Queen Saovabha Memorial Institute

Status

Completed

Conditions

Rabies

Treatments

Biological: Human Rabies Immune Globulin

Study type

Interventional

Funder types

Other

Identifiers

NCT01610362
RC5504

Details and patient eligibility

About

Dosage of rabies immune globulin was calculated from the victim's body weight, then the amount of rabies immune globulin would be injected as much as possible to all of the wounds. Increase dosage of rabies immune globulin was needed in situation of multiple severe bite-wounds especially among children whose had lower body weight than adults. Our study would be conducted in order to determine whether the increase dosage of rabies immune globulin would interfere with the protective antibody levels against rabies.

Full description

  • Controlled trial study.
  • All 50 volunteers who had never had rabies immunization would be enrolled and designated into 2 groups.

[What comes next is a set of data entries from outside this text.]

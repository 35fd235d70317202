//! Tool calls embedded as `<tool_call>{...}</tool_call>` blocks in plain text,
//! for models served without native function calling.

use crate::traits::ToolCallRequest;

const OPEN_TAG: &str = "<tool_call>";
const CLOSE_TAG: &str = "</tool_call>";

/// Splits `response` into the text outside tool call blocks and the calls
/// found inside them. Blocks that do not hold a `{"name", "arguments"}`
/// object are dropped.
pub fn parse_tagged_tool_calls(response: &str) -> (String, Vec<ToolCallRequest>) {
    let mut text_parts = Vec::new();
    let mut calls = Vec::new();
    let mut remaining = response;

    while let Some(start) = remaining.find(OPEN_TAG) {
        let before = &remaining[..start];
        if !before.trim().is_empty() {
            text_parts.push(before.trim().to_string());
        }

        let after_open = &remaining[start + OPEN_TAG.len()..];
        let Some(close_idx) = after_open.find(CLOSE_TAG) else {
            remaining = &remaining[start..];
            break;
        };

        for value in extract_json_objects(&after_open[..close_idx]) {
            if let Some(call) = tool_call_from_value(&value) {
                calls.push(call);
            }
        }
        remaining = &after_open[close_idx + CLOSE_TAG.len()..];
    }

    if !remaining.trim().is_empty() {
        text_parts.push(remaining.trim().to_string());
    }

    (text_parts.join("\n"), calls)
}

fn extract_json_objects(text: &str) -> Vec<serde_json::Value> {
    let mut values = Vec::new();
    let mut depth = 0usize;
    let mut start = None;
    let mut in_string = false;
    let mut escape_next = false;

    for (i, ch) in text.char_indices() {
        if escape_next {
            escape_next = false;
            continue;
        }
        match ch {
            '\\' if in_string => escape_next = true,
            '"' => in_string = !in_string,
            '{' if !in_string => {
                if depth == 0 {
                    start = Some(i);
                }
                depth += 1;
            }
            '}' if !in_string && depth > 0 => {
                depth -= 1;
                if depth == 0
                    && let Some(s) = start.take()
                    && let Ok(value) = serde_json::from_str(&text[s..=i])
                {
                    values.push(value);
                }
            }
            _ => {}
        }
    }

    values
}

/// Tagged calls carry no id of their own. A fresh one per call keeps a
/// repeated call in a later turn from colliding with the earlier one.
fn tool_call_from_value(value: &serde_json::Value) -> Option<ToolCallRequest> {
    let name = value.get("name")?.as_str()?.to_string();
    let arguments = value
        .get("arguments")
        .cloned()
        .unwrap_or_else(|| serde_json::json!({}));

    Some(ToolCallRequest {
        id: format!("call_{}", uuid::Uuid::new_v4().simple()),
        name,
        arguments,
    })
}
use anyhow::{Context, Result};
use clap::{Parser, Subcommand};
use std::io::Read;
use std::sync::Arc;
use std::time::Duration;
use tooloop_core::{AgentLoop, TaskHandle, config, providers, tools};
use tracing_subscriber::EnvFilter;

mod render;

#[derive(Parser)]
#[command(name = "tooloop")]
#[command(about = "tooloop - bounded tool-use completion loops", long_about = None)]
struct Cli {
    /// Log debug output to stderr
    #[arg(short, long, global = true)]
    verbose: bool,

    #[command(subcommand)]
    command: Commands,
}

#[derive(Subcommand)]
enum Commands {
    /// Run one tool loop to completion
    Run {
        /// Prompt text; read from stdin when omitted
        #[arg(short, long)]
        message: Option<String>,

        /// Tool the model may call (repeatable); defaults to the config allow-list
        #[arg(long = "tool")]
        tools: Vec<String>,

        #[arg(long)]
        max_iterations: Option<u32>,

        #[arg(long)]
        timeout_ms: Option<u64>,

        #[arg(long)]
        max_tokens: Option<u32>,

        /// Print the result as JSON
        #[arg(long)]
        json: bool,
    },
    /// Inspect or create the config file
    Config {
        #[command(subcommand)]
        action: ConfigAction,
    },
}

#[derive(Subcommand)]
enum ConfigAction {
    /// Write a default config file if none exists
    Init,
    /// Print the effective config
    Show,
}

fn init_logging(verbose: bool) {
    let filter = if verbose {
        EnvFilter::try_from_default_env().unwrap_or_else(|_| EnvFilter::new("debug"))
    } else {
        EnvFilter::try_from_default_env().unwrap_or_else(|_| EnvFilter::new("warn"))
    };

    tracing_subscriber::fmt()
        .with_env_filter(filter)
        .with_writer(std::io::stderr)
        .init();
}

#[tokio::main]
async fn main() -> Result<()> {
    let cli = Cli::parse();
    init_logging(cli.verbose);

    match cli.command {
        Commands::Config { action } => match action {
            ConfigAction::Init => {
                if config::config_exists() {
                    println!(
                        "Config already exists at {}",
                        config::get_config_path().display()
                    );
                } else {
                    config::save_config(&config::Config::default())?;
                    println!("Wrote {}", config::get_config_path().display());
                }
            }
            ConfigAction::Show => {
                let mut config = config::Config::load_or_init()?;
                if !config.api_key.is_empty() {
                    config.api_key = "***".to_string();
                }
                print!("{}", toml::to_string_pretty(&config)?);
            }
        },
        Commands::Run {
            message,
            tools: tool_names,
            max_iterations,
            timeout_ms,
            max_tokens,
            json,
        } => {
            let config = config::Config::load_or_init()?;

            let message = match message {
                Some(message) => message,
                None => {
                    let mut input = String::new();
                    std::io::stdin()
                        .read_to_string(&mut input)
                        .context("Failed to read prompt from stdin")?;
                    input.trim().to_string()
                }
            };
            if message.is_empty() {
                anyhow::bail!("No prompt given. Pass --message or pipe text on stdin.");
            }

            if !config.workspace_dir.exists() {
                std::fs::create_dir_all(&config.workspace_dir).with_context(|| {
                    format!(
                        "Could not create workspace at {}",
                        config.workspace_dir.display()
                    )
                })?;
            }

            let mut request =
                config.loop_request(vec![tooloop_core::ConversationTurn::user(message)]);
            if !tool_names.is_empty() {
                request = request.with_allowed_tools(tool_names);
            }
            if let Some(max) = max_iterations {
                request = request.with_max_iterations(max);
            }
            if let Some(timeout) = timeout_ms {
                request = request.with_timeout_ms(timeout);
            }
            if let Some(max) = max_tokens {
                request = request.with_max_tokens_per_turn(max);
            }
            request.validate()?;

            let provider = providers::create_provider(&config)?;
            let registry = Arc::new(tools::builtin_registry(&config.workspace_dir));
            let mut agent_loop = AgentLoop::new(provider, registry);
            if !json {
                agent_loop = agent_loop.with_observer(Arc::new(render::ConsoleObserver));
            }

            let handle = TaskHandle::spawn_with_retention(
                agent_loop,
                request,
                Duration::from_millis(config.task.result_retention_ms),
            );

            tracing::debug!(task = %handle.id(), "Spawned tool loop");

            tokio::select! {
                _ = handle.wait_until_terminal() => {}
                _ = tokio::signal::ctrl_c() => {
                    if handle.cancel() {
                        eprintln!("Cancelling...");
                    }
                }
            }

            let result = handle.await_result().await?;
            if json {
                println!("{}", serde_json::to_string_pretty(&result)?);
            } else {
                render::result(&result);
            }

            if !result.is_completed() {
                std::process::exit(1);
            }
        }
    }

    Ok(())
}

group 1 : 15 Healthy volunteers age 18 - 60 yr who were attacked by mammals, possible exposed to rabies and had WHO category III exposure, all receive standard post - exposure rabies treatment with 5-dose intramuscular rabies vaccine on day 0,3,7,14,28 and 20 IU/kg of human rabies immune globulin (HRIG).

group 2 : 35 Healthy volunteers age 18 - 60 yr receive 5-dose intramuscular rabies vaccine on day 0,3,7,14,28 and 40 IU/kg of human rabies immune globulin (HRIG).

5 cc - Blood would be drawn from all volunteers before vaccination and on day 14, 28 and 90 for rabies neutralizing antibody titers (RNab).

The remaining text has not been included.